Where does the word "titles" show up in the data? Please find each such line and copy it.
#####
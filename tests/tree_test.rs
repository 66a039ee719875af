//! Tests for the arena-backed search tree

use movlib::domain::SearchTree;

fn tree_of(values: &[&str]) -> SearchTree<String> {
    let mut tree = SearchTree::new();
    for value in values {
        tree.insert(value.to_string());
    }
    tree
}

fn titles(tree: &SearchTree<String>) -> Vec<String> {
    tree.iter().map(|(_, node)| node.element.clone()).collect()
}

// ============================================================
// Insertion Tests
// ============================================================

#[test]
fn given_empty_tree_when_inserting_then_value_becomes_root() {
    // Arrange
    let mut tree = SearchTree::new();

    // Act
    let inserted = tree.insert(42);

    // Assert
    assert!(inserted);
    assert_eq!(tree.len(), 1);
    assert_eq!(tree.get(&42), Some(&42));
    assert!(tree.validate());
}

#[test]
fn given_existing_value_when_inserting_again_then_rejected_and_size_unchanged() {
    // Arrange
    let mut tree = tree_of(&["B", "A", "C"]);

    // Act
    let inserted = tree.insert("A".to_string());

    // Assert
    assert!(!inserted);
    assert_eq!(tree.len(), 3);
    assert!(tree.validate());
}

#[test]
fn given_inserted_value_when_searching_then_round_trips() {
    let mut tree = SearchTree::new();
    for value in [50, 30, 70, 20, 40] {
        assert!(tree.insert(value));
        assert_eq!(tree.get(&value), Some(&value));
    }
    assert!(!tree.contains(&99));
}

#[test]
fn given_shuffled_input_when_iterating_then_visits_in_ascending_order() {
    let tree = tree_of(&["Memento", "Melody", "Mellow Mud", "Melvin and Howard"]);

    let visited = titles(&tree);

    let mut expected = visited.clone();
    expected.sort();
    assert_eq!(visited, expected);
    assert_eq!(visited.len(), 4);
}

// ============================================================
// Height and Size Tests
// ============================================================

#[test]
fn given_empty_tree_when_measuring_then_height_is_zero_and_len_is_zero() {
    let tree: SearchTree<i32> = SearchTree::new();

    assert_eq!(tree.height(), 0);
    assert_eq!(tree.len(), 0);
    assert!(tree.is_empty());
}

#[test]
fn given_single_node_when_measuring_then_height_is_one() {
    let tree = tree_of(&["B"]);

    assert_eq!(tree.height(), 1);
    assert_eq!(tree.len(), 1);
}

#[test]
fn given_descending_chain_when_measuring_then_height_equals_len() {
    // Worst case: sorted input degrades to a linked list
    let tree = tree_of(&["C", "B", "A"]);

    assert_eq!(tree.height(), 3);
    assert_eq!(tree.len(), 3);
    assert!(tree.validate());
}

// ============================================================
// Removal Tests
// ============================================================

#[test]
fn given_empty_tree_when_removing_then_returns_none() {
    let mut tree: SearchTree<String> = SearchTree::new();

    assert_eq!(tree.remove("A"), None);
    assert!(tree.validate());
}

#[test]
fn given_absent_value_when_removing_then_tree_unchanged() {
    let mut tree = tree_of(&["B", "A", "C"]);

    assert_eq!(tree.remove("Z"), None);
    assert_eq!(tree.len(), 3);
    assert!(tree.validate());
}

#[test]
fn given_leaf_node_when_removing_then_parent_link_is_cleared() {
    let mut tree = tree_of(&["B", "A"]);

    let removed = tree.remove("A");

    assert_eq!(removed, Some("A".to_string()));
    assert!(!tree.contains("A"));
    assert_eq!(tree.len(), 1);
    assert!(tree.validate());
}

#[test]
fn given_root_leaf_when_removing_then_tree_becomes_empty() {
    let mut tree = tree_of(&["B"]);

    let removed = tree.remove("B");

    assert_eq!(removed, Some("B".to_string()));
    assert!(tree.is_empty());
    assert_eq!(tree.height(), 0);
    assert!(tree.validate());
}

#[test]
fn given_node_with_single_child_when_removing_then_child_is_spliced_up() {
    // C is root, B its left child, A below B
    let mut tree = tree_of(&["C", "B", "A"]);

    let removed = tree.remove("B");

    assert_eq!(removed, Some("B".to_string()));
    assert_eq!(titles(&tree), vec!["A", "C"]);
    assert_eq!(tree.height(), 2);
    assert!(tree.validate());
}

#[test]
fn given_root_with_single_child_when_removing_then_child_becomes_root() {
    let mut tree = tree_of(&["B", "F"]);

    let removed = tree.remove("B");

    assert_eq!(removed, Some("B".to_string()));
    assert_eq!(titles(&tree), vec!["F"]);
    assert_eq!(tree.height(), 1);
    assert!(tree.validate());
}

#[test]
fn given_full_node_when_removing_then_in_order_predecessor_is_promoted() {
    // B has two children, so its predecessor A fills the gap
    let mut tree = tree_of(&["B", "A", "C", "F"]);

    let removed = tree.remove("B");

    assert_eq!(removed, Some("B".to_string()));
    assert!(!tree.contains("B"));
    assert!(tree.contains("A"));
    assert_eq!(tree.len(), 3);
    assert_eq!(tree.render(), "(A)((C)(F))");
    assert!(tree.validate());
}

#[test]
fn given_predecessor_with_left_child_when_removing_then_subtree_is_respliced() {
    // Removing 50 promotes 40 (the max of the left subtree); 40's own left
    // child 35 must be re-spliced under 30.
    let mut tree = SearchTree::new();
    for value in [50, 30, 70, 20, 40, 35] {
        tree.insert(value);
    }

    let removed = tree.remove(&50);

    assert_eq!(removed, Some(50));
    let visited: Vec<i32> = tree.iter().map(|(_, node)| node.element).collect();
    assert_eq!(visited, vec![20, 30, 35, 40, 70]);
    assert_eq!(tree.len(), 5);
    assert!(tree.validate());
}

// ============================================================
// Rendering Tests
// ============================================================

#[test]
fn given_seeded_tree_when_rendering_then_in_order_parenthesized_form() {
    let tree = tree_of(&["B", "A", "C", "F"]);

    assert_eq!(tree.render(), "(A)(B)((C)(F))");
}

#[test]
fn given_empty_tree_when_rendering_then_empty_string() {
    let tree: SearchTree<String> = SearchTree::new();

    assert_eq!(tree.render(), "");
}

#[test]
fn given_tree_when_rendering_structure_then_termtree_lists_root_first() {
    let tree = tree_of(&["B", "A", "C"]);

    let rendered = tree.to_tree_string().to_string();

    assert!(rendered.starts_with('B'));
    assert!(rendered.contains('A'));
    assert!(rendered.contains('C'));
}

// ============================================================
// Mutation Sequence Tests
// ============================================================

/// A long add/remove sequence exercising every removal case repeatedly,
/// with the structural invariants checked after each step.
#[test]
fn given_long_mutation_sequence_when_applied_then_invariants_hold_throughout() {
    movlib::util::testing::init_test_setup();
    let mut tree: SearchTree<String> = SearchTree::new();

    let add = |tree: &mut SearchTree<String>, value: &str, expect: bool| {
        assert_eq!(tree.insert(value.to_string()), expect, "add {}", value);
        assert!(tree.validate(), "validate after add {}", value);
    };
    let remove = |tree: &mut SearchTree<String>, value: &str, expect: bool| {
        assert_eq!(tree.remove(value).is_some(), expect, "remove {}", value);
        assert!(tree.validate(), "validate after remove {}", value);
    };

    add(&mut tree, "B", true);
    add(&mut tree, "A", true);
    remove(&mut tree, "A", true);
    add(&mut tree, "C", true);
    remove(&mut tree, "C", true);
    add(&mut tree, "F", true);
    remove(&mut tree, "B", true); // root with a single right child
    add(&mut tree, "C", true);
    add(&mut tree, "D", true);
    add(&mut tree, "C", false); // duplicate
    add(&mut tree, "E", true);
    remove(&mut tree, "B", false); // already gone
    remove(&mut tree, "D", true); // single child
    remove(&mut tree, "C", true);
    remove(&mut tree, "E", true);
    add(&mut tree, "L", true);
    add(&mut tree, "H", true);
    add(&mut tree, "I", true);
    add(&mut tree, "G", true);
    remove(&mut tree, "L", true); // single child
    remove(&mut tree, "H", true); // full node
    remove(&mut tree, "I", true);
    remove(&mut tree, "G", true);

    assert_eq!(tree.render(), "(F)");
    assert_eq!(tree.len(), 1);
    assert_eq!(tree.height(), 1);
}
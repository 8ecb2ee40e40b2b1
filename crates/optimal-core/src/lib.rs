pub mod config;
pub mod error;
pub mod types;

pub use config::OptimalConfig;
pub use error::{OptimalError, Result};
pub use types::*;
#####
• _Final answer_
fn titles(tree: &SearchTree<String>) -> Vec<String> {
    let visited = titles(&tree);
    assert_eq!(titles(&tree), vec!["A", "C"]);
    assert_eq!(titles(&tree), vec!["F"]);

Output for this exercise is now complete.